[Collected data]

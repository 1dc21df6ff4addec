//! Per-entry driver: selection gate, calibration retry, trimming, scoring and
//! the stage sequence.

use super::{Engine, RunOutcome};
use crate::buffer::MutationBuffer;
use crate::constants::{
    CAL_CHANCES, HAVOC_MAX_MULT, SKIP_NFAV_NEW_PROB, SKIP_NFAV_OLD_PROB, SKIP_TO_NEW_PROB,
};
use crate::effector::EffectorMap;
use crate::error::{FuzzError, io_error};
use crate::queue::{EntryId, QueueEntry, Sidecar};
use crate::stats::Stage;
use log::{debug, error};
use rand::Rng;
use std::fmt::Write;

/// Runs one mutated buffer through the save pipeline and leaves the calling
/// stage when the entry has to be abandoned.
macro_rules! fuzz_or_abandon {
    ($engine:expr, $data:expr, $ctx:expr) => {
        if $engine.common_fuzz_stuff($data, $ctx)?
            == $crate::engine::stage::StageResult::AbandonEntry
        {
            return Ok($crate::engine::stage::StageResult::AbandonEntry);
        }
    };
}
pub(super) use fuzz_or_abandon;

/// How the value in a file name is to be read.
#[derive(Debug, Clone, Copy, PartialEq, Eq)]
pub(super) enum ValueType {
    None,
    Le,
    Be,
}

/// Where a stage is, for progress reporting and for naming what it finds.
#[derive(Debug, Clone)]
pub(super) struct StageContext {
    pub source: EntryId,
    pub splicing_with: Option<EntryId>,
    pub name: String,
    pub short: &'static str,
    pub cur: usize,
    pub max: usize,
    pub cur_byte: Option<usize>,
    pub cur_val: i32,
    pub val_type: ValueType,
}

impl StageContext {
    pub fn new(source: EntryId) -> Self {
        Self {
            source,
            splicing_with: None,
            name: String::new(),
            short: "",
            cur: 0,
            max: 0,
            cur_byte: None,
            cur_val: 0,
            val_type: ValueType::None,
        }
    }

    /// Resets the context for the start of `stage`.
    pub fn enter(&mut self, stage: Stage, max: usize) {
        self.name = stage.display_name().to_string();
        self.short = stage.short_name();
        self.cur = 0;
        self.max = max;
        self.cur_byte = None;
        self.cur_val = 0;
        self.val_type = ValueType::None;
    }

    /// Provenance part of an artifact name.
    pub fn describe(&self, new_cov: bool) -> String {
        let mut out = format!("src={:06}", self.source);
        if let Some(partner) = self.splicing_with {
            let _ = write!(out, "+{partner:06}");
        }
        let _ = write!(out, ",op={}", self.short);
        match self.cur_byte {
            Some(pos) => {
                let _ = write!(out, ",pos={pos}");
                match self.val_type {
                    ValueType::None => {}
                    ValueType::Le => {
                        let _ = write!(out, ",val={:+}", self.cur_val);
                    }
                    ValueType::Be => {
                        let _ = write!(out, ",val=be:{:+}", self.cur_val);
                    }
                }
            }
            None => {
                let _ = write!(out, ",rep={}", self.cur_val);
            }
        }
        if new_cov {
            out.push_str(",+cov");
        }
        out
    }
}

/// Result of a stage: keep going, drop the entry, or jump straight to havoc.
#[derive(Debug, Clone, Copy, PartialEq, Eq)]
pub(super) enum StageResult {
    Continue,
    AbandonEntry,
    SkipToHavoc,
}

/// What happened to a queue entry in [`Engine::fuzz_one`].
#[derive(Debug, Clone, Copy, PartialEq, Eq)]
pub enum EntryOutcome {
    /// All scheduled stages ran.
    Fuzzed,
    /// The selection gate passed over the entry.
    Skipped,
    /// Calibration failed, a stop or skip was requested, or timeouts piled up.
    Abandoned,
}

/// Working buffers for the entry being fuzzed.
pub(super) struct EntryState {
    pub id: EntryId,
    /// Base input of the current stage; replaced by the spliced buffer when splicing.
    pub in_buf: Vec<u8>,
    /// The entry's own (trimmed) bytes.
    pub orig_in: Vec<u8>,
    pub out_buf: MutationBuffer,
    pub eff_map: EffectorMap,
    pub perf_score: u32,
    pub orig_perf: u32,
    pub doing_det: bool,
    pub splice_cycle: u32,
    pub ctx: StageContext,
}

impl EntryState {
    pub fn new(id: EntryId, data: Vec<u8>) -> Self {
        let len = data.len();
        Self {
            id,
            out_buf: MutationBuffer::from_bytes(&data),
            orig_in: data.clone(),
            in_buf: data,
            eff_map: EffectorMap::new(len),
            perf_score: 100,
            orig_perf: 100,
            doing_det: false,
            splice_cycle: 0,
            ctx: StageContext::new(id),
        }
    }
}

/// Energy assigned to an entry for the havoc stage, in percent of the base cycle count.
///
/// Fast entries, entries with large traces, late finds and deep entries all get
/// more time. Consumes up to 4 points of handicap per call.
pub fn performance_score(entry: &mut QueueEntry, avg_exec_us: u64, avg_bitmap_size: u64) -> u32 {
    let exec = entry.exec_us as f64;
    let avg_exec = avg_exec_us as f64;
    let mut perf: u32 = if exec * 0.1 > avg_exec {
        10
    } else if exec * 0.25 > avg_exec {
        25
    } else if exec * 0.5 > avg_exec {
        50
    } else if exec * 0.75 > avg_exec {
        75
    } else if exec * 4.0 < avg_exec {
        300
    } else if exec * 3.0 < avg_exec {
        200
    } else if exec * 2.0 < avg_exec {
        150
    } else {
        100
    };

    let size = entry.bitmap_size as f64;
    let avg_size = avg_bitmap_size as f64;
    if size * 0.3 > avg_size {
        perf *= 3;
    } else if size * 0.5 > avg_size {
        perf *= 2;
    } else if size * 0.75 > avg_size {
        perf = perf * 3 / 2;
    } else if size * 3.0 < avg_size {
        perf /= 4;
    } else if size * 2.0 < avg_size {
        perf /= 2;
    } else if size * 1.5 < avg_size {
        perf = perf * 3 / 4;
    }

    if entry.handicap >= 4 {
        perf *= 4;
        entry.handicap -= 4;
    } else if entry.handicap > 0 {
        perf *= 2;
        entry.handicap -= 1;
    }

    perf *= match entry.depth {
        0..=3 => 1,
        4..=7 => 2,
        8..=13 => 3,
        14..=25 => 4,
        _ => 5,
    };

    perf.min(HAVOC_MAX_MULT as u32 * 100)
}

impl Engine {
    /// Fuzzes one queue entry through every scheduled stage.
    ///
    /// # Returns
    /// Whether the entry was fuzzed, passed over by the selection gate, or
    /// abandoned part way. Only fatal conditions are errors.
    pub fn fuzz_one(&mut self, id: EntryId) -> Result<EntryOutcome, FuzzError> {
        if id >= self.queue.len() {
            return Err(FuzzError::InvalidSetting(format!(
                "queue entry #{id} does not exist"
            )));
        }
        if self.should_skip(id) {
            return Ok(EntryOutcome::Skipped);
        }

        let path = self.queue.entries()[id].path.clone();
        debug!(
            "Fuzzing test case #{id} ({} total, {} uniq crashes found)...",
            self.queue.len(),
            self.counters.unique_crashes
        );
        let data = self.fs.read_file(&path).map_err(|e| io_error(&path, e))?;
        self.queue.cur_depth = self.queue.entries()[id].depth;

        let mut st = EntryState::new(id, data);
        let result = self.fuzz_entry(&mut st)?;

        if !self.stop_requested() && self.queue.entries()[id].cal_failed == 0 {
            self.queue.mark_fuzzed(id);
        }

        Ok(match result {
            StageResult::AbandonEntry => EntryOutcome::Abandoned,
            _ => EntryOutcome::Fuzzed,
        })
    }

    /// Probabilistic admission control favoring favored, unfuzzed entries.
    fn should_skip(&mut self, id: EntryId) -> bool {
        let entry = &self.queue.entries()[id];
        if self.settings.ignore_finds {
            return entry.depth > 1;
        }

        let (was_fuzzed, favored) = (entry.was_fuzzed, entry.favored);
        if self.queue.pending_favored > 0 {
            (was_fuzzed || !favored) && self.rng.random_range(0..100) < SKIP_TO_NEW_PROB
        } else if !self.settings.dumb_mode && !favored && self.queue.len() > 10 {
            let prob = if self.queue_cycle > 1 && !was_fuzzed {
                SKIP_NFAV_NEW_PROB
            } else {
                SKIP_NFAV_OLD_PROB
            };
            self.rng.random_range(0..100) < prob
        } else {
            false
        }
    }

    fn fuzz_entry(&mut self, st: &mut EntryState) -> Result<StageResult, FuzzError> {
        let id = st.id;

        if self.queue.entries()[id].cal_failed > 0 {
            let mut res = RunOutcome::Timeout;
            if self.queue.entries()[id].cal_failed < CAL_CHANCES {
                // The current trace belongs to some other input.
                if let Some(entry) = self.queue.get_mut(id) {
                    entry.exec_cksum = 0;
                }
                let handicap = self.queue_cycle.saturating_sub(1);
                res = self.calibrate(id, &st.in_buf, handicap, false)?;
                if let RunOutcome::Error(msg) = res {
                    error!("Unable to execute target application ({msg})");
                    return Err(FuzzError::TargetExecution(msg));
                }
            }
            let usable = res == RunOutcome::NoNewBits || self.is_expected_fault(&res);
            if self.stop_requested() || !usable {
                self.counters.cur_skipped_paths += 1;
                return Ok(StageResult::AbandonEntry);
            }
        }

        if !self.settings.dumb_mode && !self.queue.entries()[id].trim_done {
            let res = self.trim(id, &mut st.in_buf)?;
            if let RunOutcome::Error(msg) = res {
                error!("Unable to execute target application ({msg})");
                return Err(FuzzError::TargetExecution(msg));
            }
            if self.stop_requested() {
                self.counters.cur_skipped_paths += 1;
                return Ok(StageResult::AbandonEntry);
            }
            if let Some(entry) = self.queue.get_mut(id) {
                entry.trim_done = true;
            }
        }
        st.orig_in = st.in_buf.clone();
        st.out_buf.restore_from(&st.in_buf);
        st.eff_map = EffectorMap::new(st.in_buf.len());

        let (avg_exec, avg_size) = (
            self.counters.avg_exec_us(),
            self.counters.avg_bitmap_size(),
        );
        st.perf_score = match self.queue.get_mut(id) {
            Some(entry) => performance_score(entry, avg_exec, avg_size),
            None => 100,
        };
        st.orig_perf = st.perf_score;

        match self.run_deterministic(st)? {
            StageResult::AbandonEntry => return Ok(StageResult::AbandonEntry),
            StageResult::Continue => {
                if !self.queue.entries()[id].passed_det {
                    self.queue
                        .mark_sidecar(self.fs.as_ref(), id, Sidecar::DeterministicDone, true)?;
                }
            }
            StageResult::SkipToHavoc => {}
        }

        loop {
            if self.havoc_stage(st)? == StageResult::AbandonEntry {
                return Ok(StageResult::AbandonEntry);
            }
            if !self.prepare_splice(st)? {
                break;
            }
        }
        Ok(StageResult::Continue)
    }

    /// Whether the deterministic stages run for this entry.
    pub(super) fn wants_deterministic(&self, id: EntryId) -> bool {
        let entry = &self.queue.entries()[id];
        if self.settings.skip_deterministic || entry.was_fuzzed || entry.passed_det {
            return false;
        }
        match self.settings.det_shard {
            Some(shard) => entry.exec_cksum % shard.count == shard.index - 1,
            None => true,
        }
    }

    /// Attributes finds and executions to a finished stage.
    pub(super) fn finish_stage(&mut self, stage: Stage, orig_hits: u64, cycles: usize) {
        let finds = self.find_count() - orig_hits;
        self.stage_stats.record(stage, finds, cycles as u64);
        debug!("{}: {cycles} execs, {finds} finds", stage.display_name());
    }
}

• [Exercise description]: Set down, word for word, every line from the line that holds "st.eff_map = EffectorMap::new(st.in_buf.len());" to the end of the entries above, including both ends.

• [Response below]:
        st.eff_map = EffectorMap::new(st.in_buf.len());

        let (avg_exec, avg_size) = (
            self.counters.avg_exec_us(),
            self.counters.avg_bitmap_size(),
        );
        st.perf_score = match self.queue.get_mut(id) {
            Some(entry) => performance_score(entry, avg_exec, avg_size),
            None => 100,
        };
        st.orig_perf = st.perf_score;

        match self.run_deterministic(st)? {
            StageResult::AbandonEntry => return Ok(StageResult::AbandonEntry),
            StageResult::Continue => {
                if !self.queue.entries()[id].passed_det {
                    self.queue
                        .mark_sidecar(self.fs.as_ref(), id, Sidecar::DeterministicDone, true)?;
                }
            }
            StageResult::SkipToHavoc => {}
        }

        loop {
            if self.havoc_stage(st)? == StageResult::AbandonEntry {
                return Ok(StageResult::AbandonEntry);
            }
            if !self.prepare_splice(st)? {
                break;
            }
        }
        Ok(StageResult::Continue)
    }

    /// Whether the deterministic stages run for this entry.
    pub(super) fn wants_deterministic(&self, id: EntryId) -> bool {
        let entry = &self.queue.entries()[id];
        if self.settings.skip_deterministic || entry.was_fuzzed || entry.passed_det {
            return false;
        }
        match self.settings.det_shard {
            Some(shard) => entry.exec_cksum % shard.count == shard.index - 1,
            None => true,
        }
    }

    /// Attributes finds and executions to a finished stage.
    pub(super) fn finish_stage(&mut self, stage: Stage, orig_hits: u64, cycles: usize) {
        let finds = self.find_count() - orig_hits;
        self.stage_stats.record(stage, finds, cycles as u64);
        debug!("{}: {cycles} execs, {finds} finds", stage.display_name());
    }
}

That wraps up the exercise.